▸ PROBLEM TO WORK ON
Look for the word "proctest" in the material below, then report each line where it occurs.

==*==

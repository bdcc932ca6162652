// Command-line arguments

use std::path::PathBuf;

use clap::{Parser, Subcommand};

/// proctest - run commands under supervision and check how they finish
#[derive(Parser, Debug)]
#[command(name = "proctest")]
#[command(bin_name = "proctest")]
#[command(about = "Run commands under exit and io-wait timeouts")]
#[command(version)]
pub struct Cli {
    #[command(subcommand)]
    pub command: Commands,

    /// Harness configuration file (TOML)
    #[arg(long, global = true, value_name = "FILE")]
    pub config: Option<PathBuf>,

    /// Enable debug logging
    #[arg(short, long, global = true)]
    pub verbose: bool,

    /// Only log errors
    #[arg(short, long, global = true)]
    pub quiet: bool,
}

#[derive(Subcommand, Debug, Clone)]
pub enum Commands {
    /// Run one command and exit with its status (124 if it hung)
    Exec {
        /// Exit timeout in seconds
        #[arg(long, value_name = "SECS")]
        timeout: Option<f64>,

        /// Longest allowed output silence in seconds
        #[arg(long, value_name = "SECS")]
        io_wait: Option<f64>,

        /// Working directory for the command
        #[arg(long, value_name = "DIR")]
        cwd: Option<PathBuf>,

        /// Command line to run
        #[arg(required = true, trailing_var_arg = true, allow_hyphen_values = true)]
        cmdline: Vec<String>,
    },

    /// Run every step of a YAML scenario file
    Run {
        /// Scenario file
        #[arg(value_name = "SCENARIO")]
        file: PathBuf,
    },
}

==*==

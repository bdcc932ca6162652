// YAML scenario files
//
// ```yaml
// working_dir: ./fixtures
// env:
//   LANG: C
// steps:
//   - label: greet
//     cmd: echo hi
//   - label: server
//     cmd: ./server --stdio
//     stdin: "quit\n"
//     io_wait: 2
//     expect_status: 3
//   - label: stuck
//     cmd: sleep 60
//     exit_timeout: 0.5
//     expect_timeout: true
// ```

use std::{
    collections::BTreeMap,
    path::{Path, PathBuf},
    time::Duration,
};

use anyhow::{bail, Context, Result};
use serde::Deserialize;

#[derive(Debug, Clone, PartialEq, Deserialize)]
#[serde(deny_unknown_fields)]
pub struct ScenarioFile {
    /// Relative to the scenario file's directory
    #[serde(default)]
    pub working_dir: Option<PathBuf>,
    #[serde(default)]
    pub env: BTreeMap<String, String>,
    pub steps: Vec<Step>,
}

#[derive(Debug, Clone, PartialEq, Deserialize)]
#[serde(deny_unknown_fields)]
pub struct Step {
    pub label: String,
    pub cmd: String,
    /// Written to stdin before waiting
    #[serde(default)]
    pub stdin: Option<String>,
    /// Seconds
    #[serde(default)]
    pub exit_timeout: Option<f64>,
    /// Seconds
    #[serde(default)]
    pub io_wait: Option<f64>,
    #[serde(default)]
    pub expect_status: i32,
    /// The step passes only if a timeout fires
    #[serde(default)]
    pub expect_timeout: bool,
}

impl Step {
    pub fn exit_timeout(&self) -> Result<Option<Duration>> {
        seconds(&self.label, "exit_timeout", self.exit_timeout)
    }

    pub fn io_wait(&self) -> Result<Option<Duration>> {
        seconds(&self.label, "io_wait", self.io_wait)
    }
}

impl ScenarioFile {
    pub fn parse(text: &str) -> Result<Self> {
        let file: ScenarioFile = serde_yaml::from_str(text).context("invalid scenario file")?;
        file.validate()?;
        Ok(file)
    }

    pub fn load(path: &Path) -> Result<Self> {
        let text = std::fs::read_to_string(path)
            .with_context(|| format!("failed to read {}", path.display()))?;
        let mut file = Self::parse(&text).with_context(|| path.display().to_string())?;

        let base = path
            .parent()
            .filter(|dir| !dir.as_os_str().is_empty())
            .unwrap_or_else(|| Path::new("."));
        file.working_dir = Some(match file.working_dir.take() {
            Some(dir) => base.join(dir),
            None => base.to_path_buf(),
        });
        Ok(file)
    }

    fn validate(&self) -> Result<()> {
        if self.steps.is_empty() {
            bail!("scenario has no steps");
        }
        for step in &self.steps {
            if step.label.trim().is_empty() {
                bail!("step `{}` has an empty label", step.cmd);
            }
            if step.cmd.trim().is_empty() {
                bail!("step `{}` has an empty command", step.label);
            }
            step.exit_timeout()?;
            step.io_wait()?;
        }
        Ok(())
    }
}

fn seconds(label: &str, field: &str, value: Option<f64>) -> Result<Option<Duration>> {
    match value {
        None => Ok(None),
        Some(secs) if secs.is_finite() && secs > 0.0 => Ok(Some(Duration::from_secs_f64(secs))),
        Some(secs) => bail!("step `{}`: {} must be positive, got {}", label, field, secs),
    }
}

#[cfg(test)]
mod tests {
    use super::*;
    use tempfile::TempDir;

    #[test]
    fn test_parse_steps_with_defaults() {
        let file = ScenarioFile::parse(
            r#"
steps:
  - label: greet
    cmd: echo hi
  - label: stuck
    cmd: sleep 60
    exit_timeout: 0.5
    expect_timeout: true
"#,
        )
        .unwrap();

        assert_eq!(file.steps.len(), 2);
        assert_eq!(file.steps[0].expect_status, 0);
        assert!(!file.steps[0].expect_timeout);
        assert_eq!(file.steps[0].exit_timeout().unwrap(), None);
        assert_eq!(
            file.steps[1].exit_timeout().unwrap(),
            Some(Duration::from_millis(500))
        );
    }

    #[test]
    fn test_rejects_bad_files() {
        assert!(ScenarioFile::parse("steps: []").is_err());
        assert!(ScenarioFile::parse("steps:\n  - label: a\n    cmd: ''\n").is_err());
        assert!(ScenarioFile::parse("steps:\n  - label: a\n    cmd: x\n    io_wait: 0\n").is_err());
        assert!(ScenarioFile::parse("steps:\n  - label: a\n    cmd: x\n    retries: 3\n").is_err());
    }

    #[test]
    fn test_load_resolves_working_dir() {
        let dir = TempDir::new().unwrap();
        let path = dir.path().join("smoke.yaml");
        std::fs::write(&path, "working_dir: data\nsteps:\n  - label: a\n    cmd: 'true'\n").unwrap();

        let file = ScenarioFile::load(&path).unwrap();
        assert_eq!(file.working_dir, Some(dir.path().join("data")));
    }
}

==*==

▸ ANSWER BELOW
/// proctest - run commands under supervision and check how they finish
#[command(name = "proctest")]
#[command(bin_name = "proctest")]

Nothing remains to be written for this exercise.